[Collected data entries]
╭──

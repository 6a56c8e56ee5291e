//! Opaque capture timestamps.
//!
//! Timestamps are monotonic instants within a capture, decoupled from any
//! clock source. Subtracting two timestamps yields a [`Duration`], which is
//! all the decoder needs to judge inter-byte gaps.

use core::ops::Sub;
use core::time::Duration;

/// A monotonic instant within a capture, with nanosecond resolution.
#[derive(Debug, Clone, Copy, Default, PartialEq, Eq, PartialOrd, Ord)]
pub struct Timestamp(u64);

impl Timestamp {
    /// Construct a timestamp from nanoseconds since the capture origin.
    pub const fn from_nanos(nanos: u64) -> Self {
        Self(nanos)
    }

    /// Construct a timestamp from microseconds since the capture origin.
    pub const fn from_micros(micros: u64) -> Self {
        Self(micros * 1_000)
    }

    /// Construct a timestamp from milliseconds since the capture origin.
    pub const fn from_millis(millis: u64) -> Self {
        Self(millis * 1_000_000)
    }

    /// The offset from the capture origin, in nanoseconds.
    pub const fn as_nanos(self) -> u64 {
        self.0
    }
}

impl Sub for Timestamp {
    type Output = Duration;

    /// The elapsed time between two instants, saturating to zero if `rhs`
    /// is the later of the pair.
    fn sub(self, rhs: Self) -> Duration {
        Duration::from_nanos(self.0.saturating_sub(rhs.0))
    }
}
use core::time::Duration;

use solenoid::sans::Decoder;
use solenoid::sans::catalog::{Catalog, Category, PacketDescriptor};
use solenoid::sans::check::compute_checksum;
use solenoid::sans::decoder::{ByteRole, Event, EventKind};
use solenoid::sans::frame::Frame;
use solenoid::sans::resync::{DEFAULT_RESYNC_GAP, should_resync};
use solenoid::time::Timestamp;

/// A byte at 2 kbps spans 5.5 ms; consecutive bytes of one packet are
/// pitched 6 ms apart, leaving a 0.5 ms gap well inside the threshold.
const BYTE_WIDTH_US: u64 = 5_500;
const BYTE_PITCH_US: u64 = 6_000;

fn frame_at(data: u8, index: u64) -> Frame {
    let start = Timestamp::from_micros(index * BYTE_PITCH_US);
    let end = Timestamp::from_micros(index * BYTE_PITCH_US + BYTE_WIDTH_US);
    Frame::from_byte(data, start, end)
}

fn feed(decoder: &mut Decoder, bytes: &[u8]) -> Vec<Event> {
    bytes
        .iter()
        .enumerate()
        .map(|(i, b)| decoder.advance(frame_at(*b, i as u64)))
        .collect()
}

#[test]
fn classifies_signal_strength_packet() {
    let mut decoder = Decoder::new();
    let events = feed(&mut decoder, &[0x01, 0x2a, 0x2b]);

    assert_eq!(events.len(), 3);
    assert_eq!(events[0].kind.to_string(), "SIG (0x01): Signal Strength");
    assert_eq!(events[1].kind.to_string(), "0x2a");
    assert_eq!(events[2].kind.to_string(), "OK: 0x2b");

    let roles: Vec<_> = events.iter().map(|e| e.kind.role()).collect();
    assert_eq!(
        roles,
        [ByteRole::Header, ByteRole::Message, ByteRole::Checksum]
    );
}

#[test]
fn events_span_their_frames() {
    let mut decoder = Decoder::new();
    let frame = frame_at(0x01, 3);
    let event = decoder.advance(frame);

    assert_eq!(event.start, frame.start);
    assert_eq!(event.end, frame.end);
}

#[test]
fn round_trips_every_standard_packet() {
    for packet in Catalog::standard().entries() {
        let payload: Vec<u8> = (0..packet.payload_size)
            .map(|i| i.wrapping_mul(37).wrapping_add(packet.header))
            .collect();

        let mut bytes = vec![packet.header];
        bytes.extend_from_slice(&payload);
        bytes.push(compute_checksum(packet.header, &payload));

        let mut decoder = Decoder::new();
        let events = feed(&mut decoder, &bytes);

        assert_eq!(events.len(), 2 + packet.payload_size as usize);
        assert_eq!(events[0].kind, EventKind::Header(packet));
        for (i, value) in payload.iter().enumerate() {
            assert_eq!(events[1 + i].kind, EventKind::Message(*value));
        }
        match events.last().unwrap().kind {
            EventKind::Checksum { received, computed } => assert_eq!(received, computed),
            kind => panic!("expected checksum event, got {kind:?}"),
        }
    }
}

#[test]
fn reports_any_corrupted_checksum_bit() {
    let expected = 0x01 ^ 0x2a;

    for bit in 0..8 {
        let corrupted = expected ^ (1 << bit);

        let mut decoder = Decoder::new();
        let events = feed(&mut decoder, &[0x01, 0x2a, corrupted]);

        match events[2].kind {
            EventKind::Checksum { received, computed } => {
                assert_eq!(received, corrupted);
                assert_eq!(computed, expected);
            }
            kind => panic!("expected checksum event, got {kind:?}"),
        }
    }

    let mut decoder = Decoder::new();
    let events = feed(&mut decoder, &[0x01, 0x2a, 0x2a]);
    assert_eq!(events[2].kind.to_string(), "INCONSISTENT: 0x2a != 0x2b");
}

#[test]
fn decoding_continues_after_checksum_mismatch() {
    let mut decoder = Decoder::new();
    let events = feed(&mut decoder, &[0x01, 0x2a, 0x00, 0x01, 0x2a, 0x2b]);

    assert_eq!(events[3].kind.role(), ByteRole::Header);
    assert_eq!(events[5].kind.to_string(), "OK: 0x2b");
}

static ZERO_PAYLOAD: [PacketDescriptor; 1] = [PacketDescriptor::new(
    0x0a,
    0,
    "PING",
    "Ping",
    Category::SimpleQuery,
)];

#[test]
fn zero_payload_packet_skips_straight_to_checksum() {
    let catalog = Catalog::new(&ZERO_PAYLOAD).unwrap();
    let mut decoder = Decoder::with_catalog(catalog);

    // The checksum of a zero-payload packet covers the header byte alone.
    let events = feed(&mut decoder, &[0x0a, 0x0a]);

    assert_eq!(events.len(), 2);
    assert_eq!(events[0].kind.role(), ByteRole::Header);
    assert_eq!(events[1].kind.to_string(), "OK: 0x0a");
}

#[test]
fn recovers_immediately_after_unknown_byte() {
    let mut decoder = Decoder::new();
    let events = feed(&mut decoder, &[0x00, 0x01, 0x2a, 0x2b]);

    assert_eq!(events[0].kind, EventKind::Unknown(0x00));
    assert_eq!(events[0].kind.to_string(), "0x00");
    assert_eq!(events[1].kind.role(), ByteRole::Header);
    assert_eq!(events[3].kind.to_string(), "OK: 0x2b");
}

#[test]
fn abandons_packet_after_excessive_gap() {
    let mut decoder = Decoder::new();
    feed(&mut decoder, &[0x01, 0x2a]);

    // Two byte-pitches of silence, then a fresh header well past the gap
    // threshold. The half-assembled packet must not absorb it.
    let start = Timestamp::from_micros(4 * BYTE_PITCH_US);
    let end = Timestamp::from_micros(4 * BYTE_PITCH_US + BYTE_WIDTH_US);
    let event = decoder.advance(Frame::from_byte(0x01, start, end));

    assert_eq!(event.kind.role(), ByteRole::Header);
    assert_eq!(decoder.active().unwrap().header, 0x01);

    // The new packet's checksum covers only its own bytes.
    let event = decoder.advance(Frame::from_byte(
        0x2a,
        Timestamp::from_micros(5 * BYTE_PITCH_US),
        Timestamp::from_micros(5 * BYTE_PITCH_US + BYTE_WIDTH_US),
    ));
    assert_eq!(event.kind.role(), ByteRole::Message);

    let event = decoder.advance(Frame::from_byte(
        0x2b,
        Timestamp::from_micros(6 * BYTE_PITCH_US),
        Timestamp::from_micros(6 * BYTE_PITCH_US + BYTE_WIDTH_US),
    ));
    assert_eq!(event.kind.to_string(), "OK: 0x2b");
}

#[test]
fn gap_equal_to_threshold_does_not_resync() {
    let mut decoder = Decoder::new();

    let end_of_second = Timestamp::from_micros(BYTE_PITCH_US + BYTE_WIDTH_US);
    decoder.advance(Frame::from_byte(0x01, Timestamp::from_micros(0), Timestamp::from_micros(BYTE_WIDTH_US)));
    decoder.advance(Frame::from_byte(0x2a, Timestamp::from_micros(BYTE_PITCH_US), end_of_second));

    // Exactly 1 ms after the previous byte: still within the packet.
    let start = Timestamp::from_nanos(end_of_second.as_nanos() + 1_000_000);
    let event = decoder.advance(Frame::from_byte(0x2b, start, Timestamp::from_nanos(start.as_nanos() + 1)));

    assert_eq!(event.kind.to_string(), "OK: 0x2b");
}

#[test]
fn configured_gap_overrides_default() {
    let mut decoder = Decoder::new();
    decoder.set_resync_gap(Duration::from_millis(10));

    feed(&mut decoder, &[0x01, 0x2a]);

    // A 5 ms pause would trip the default threshold, but not this one.
    let start = Timestamp::from_micros(2 * BYTE_PITCH_US + 5_000);
    let event = decoder.advance(Frame::from_byte(
        0x2b,
        start,
        Timestamp::from_micros(2 * BYTE_PITCH_US + 5_000 + BYTE_WIDTH_US),
    ));

    assert_eq!(event.kind.to_string(), "OK: 0x2b");
}

#[test]
fn reset_discards_state_and_timing() {
    let mut decoder = Decoder::new();
    feed(&mut decoder, &[0x01, 0x2a]);

    assert_eq!(decoder.active().unwrap().mnemonic, "SIG");
    assert_eq!(decoder.last_role(), ByteRole::Message);

    decoder.reset();

    assert!(decoder.active().is_none());
    assert_eq!(decoder.last_role(), ByteRole::Unknown);

    // With timing forgotten, the next byte is a fresh header regardless of
    // how far in the future it lands.
    let start = Timestamp::from_millis(5_000);
    let event = decoder.advance(Frame::from_byte(0x01, start, Timestamp::from_millis(5_006)));
    assert_eq!(event.kind.role(), ByteRole::Header);
}

#[test]
fn checksum_is_xor_fold() {
    assert_eq!(compute_checksum(0, &[]), 0);
    assert_eq!(compute_checksum(0, &[0x01, 0x2a]), 0x2b);
    assert_eq!(compute_checksum(0x01, &[0x2a]), 0x2b);
    assert_eq!(compute_checksum(0, &[0xff, 0xff]), 0);
}

#[test]
fn resync_fires_strictly_beyond_gap() {
    let previous_end = Timestamp::from_millis(10);

    let at_threshold = Timestamp::from_millis(11);
    assert!(!should_resync(previous_end, at_threshold, DEFAULT_RESYNC_GAP));

    let beyond = Timestamp::from_nanos(at_threshold.as_nanos() + 1);
    assert!(should_resync(previous_end, beyond, DEFAULT_RESYNC_GAP));
}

╰──

■ TASK BRIEF:
Copy out, word for word, the part of the entries above that begins at the line with "assert_eq!(received, corrupted);" and ends at the line with "assert_eq!(events[3].kind.role(), ByteRole::Header);", including both.

■ TASK SOLUTION:
                assert_eq!(received, corrupted);
                assert_eq!(computed, expected);
            }
            kind => panic!("expected checksum event, got {kind:?}"),
        }
    }

    let mut decoder = Decoder::new();
    let events = feed(&mut decoder, &[0x01, 0x2a, 0x2a]);
    assert_eq!(events[2].kind.to_string(), "INCONSISTENT: 0x2a != 0x2b");
}

#[test]
fn decoding_continues_after_checksum_mismatch() {
    let mut decoder = Decoder::new();
    let events = feed(&mut decoder, &[0x01, 0x2a, 0x00, 0x01, 0x2a, 0x2b]);

    assert_eq!(events[3].kind.role(), ByteRole::Header);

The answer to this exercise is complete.